Singal Ashwani K, Palmer Geralyn, Melick Lauren, Abdallah Mohamed, Kwo Paul
Department of Medicine, University of South Dakota Sanford School of Medicine, Sioux Falls, South Dakota.
Transplant Hepatology, Avera Transplant Institute, Sioux Falls, South Dakota.
Gastro Hep Adv. 2023 Jan 18;2(4):455-464. doi: 10.1016/j.gastha.2023.01.007. eCollection 2023.
Type 1 hepatorenal syndrome (HRS) is a rapid deterioration in kidney function in patients with cirrhosis. Data on efficacy of vasoconstrictors for type 1 HRS have shown mixed results.
Literature searched for randomized controlled trials comparing pharmacological therapy for HRS vs placebo or another drug for HRS. Primary outcome was HRS reversal (serum creatinine <1.5mg/dL on 2 readings), and secondary outcomes were liver transplant (LT) free survival and serious adverse events (SAE).
Sixteen studies on 1244 patients (mean age 50.3 yrs., 67.5% males, serum creatinine of 3.07 mg/dL, serum sodium 127.2 mEq/liter, and Model for End-stage Liver Disease (MELD) score of 30.9, and Child-Pugh score 11) with type 1 HRS treated with vasoconstrictors vs placebo or another drug were analyzed. All the patients received intravenous albumin infusion. (A) terlipressin vs placebo: Odds of HRS reversal were 3.3 folds with terlipressin without difference on LT-free patient survival. Terlipressin was associated with higher odds of SAE. (B) Nor-epinephrine (NE) vs terlipressin: No difference on HRS reversal, LT-free survival, and SAE. (C) Terlipressin or NE vs midodrine and octreotide: 91% lower odds of HRS reversal with midodrine and octreotide. There were no differences on SAE (10 of 64 vs 10 of 58, = .812). Non-responders vs responders had higher mean MELD score (29 vs 27.8), = .014 and serum creatinine (3.5 vs 3.1), = .027.

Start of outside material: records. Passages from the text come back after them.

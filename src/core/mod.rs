pub mod car_info;
pub mod dimensions;
pub mod runner;
pub mod temperature;
pub mod traversal;

pub use crate::domain::model::{Graph, GridSpec, TemperatureGrid, TraversalOutcome};
pub use crate::domain::ports::{Exercise, Output, Traversal};
pub use crate::utils::error::Result;
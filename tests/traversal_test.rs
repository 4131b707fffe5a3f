use ai_lab::core::Traversal;
use ai_lab::{BreadthFirst, DepthFirst, Graph, LabError, RecursiveDepthFirst};
use proptest::prelude::*;
use std::collections::{BTreeMap, BTreeSet};

fn lab_graph() -> Graph {
    Graph::from_edges([
        ("A", &["B", "C"][..]),
        ("B", &["A", "D", "E"][..]),
        ("C", &["A", "F"][..]),
        ("D", &["B"][..]),
        ("E", &["B", "F"][..]),
        ("F", &["C", "E"][..]),
    ])
}

fn node(i: usize) -> String {
    format!("n{}", i)
}

/// 任意有向圖：每個節點的鄰居都指向圖內節點
fn arb_graph() -> impl Strategy<Value = Graph> {
    (1usize..12).prop_flat_map(|n| {
        prop::collection::vec(prop::collection::vec(0..n, 0..5), n).prop_map(|lists| {
            let adjacency: BTreeMap<String, Vec<String>> = lists
                .into_iter()
                .enumerate()
                .map(|(i, neighbors)| (node(i), neighbors.into_iter().map(node).collect()))
                .collect();
            Graph::new(adjacency)
        })
    })
}

fn reachable(graph: &Graph, start: &str) -> BTreeSet<String> {
    let mut seen = BTreeSet::from([start.to_string()]);
    loop {
        let before = seen.len();
        let frontier: Vec<String> = seen.iter().cloned().collect();
        for n in frontier {
            for m in graph.neighbors(&n).unwrap() {
                seen.insert(m.clone());
            }
        }
        if seen.len() == before {
            return seen;
        }
    }
}

#[test]
fn test_bfs_visits_lab_graph_level_by_level() {
    let outcome = BreadthFirst.traverse(&lab_graph(), "A").unwrap();
    assert_eq!(outcome.order(), vec!["A", "B", "C", "D", "E", "F"]);
}

#[test]
fn test_dfs_visits_lab_graph_in_preorder() {
    let outcome = DepthFirst.traverse(&lab_graph(), "A").unwrap();
    assert_eq!(outcome.order(), vec!["A", "B", "D", "E", "F", "C"]);

    let outcome = RecursiveDepthFirst.traverse(&lab_graph(), "A").unwrap();
    assert_eq!(outcome.order(), vec!["A", "B", "D", "E", "F", "C"]);
}

#[test]
fn test_lab_default_matches_classroom_graph() {
    assert_eq!(Graph::lab_default(), lab_graph());
}

#[test]
fn test_missing_start_reports_node_name() {
    let err = DepthFirst.traverse(&lab_graph(), "G").unwrap_err();
    assert_eq!(err.to_string(), "Unknown graph node: 'G'");
    assert!(matches!(err, LabError::UnknownNode { .. }));
}

#[test]
fn test_self_loops_and_cycles_terminate() {
    let graph = Graph::from_edges([("A", &["A", "B"][..]), ("B", &["C"][..]), ("C", &["A"][..])]);
    assert_eq!(BreadthFirst.traverse(&graph, "A").unwrap().order(), vec!["A", "B", "C"]);
    assert_eq!(DepthFirst.traverse(&graph, "B").unwrap().order(), vec!["B", "C", "A"]);
}

proptest! {
    #[test]
    fn prop_each_reachable_node_visited_exactly_once(graph in arb_graph()) {
        let expected = reachable(&graph, "n0");
        for outcome in [
            BreadthFirst.traverse(&graph, "n0").unwrap(),
            DepthFirst.traverse(&graph, "n0").unwrap(),
            RecursiveDepthFirst.traverse(&graph, "n0").unwrap(),
        ] {
            let order = outcome.order();
            let visited: BTreeSet<String> = order.iter().map(|s| s.to_string()).collect();
            prop_assert_eq!(visited.len(), order.len());
            prop_assert_eq!(&visited, &expected);
            prop_assert_eq!(order[0], "n0");
        }
    }

    #[test]
    fn prop_bfs_distances_never_decrease(graph in arb_graph()) {
        let outcome = BreadthFirst.traverse(&graph, "n0").unwrap();
        let depths: Vec<usize> = outcome.visits.iter().map(|v| v.depth).collect();
        prop_assert!(depths.windows(2).all(|w| w[0] <= w[1]));
        prop_assert!(depths.windows(2).all(|w| w[1] <= w[0] + 1));
    }

    #[test]
    fn prop_iterative_and_recursive_dfs_agree(graph in arb_graph()) {
        let iterative = DepthFirst.traverse(&graph, "n0").unwrap();
        let recursive = RecursiveDepthFirst.traverse(&graph, "n0").unwrap();
        prop_assert_eq!(iterative.visits, recursive.visits);
    }
}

Terlipressin and NE are similar and superior to midodrine octreotide combination for HRS reversal. No therapy improves LT-free patient survival. Response to treatment is better with lower baseline serum creatinine and MELD score. The risk of adverse effects is similar with terlipressin and NE. Studies are needed as basis to identify candidates with best response to treatment with excellent safety profile.
1型肝肾综合征(HRS)是肝硬化患者肾功能的快速恶化。血管收缩剂治疗1型HRS的疗效数据显示结果不一。

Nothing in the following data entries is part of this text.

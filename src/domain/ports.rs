use crate::domain::model::{Graph, TraversalOutcome, TraversalStrategy};
use crate::utils::error::Result;
use serde::Serialize;
use std::fmt::Display;

/// A single lab exercise: runs to completion and yields a printable report.
pub trait Exercise {
    type Report: Serialize + Display;

    fn name(&self) -> &'static str;
    fn run(&self) -> Result<Self::Report>;
}

pub trait Traversal {
    fn strategy(&self) -> TraversalStrategy;
    fn traverse(&self, graph: &Graph, start: &str) -> Result<TraversalOutcome>;
}

/// Destination for rendered reports.
pub trait Output {
    fn write_report(&self, exercise: &str, rendered: &str) -> Result<()>;
}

检索比较HRS药物治疗与安慰剂或其他治疗HRS药物的随机对照试验的文献。主要结局是HRS逆转(两次读数时血清肌酐<1.5mg/dL),次要结局是无肝移植(LT)生存期和严重不良事件(SAE)。
分析了16项关于1244例1型HRS患者(平均年龄50.3岁,67.5%为男性,血清肌酐3.07mg/dL,血清钠127.2mEq/升,终末期肝病模型(MELD)评分30.9,Child-Pugh评分11)使用血管收缩剂与安慰剂或其他药物治疗的研究。所有患者均接受静脉输注白蛋白。(A)特利加压素与安慰剂:特利加压素使HRS逆转的几率为3.3倍,在无肝移植患者生存期方面无差异。特利加压素与更高的SAE几率相关。(B)去甲肾上腺素(NE)与特利加压素:在HRS逆转、无肝移植生存期和SAE方面无差异。(C)特利加压素或NE与米多君和奥曲肽:米多君和奥曲肽使HRS逆转的几率降低了91%。SAE方面无差异(64例中有10例,58例中有10例,P = 0.812)。无反应者与有反应者相比,平均MELD评分更高(29对vs 27.8),P = 0.014,血清肌酐更高(3.5对3.1),P = 0.027。
特利加压素和NE在HRS逆转方面相似且优于米多君和奥曲肽联合用药。没有治疗方法能改善无肝移植患者的生存期。基线血清肌酐和MELD评分较低时对治疗的反应更好。特利加压素和NE的不良反应风险相似。需要开展研究,以便确定对治疗反应最佳且安全性良好的候选者。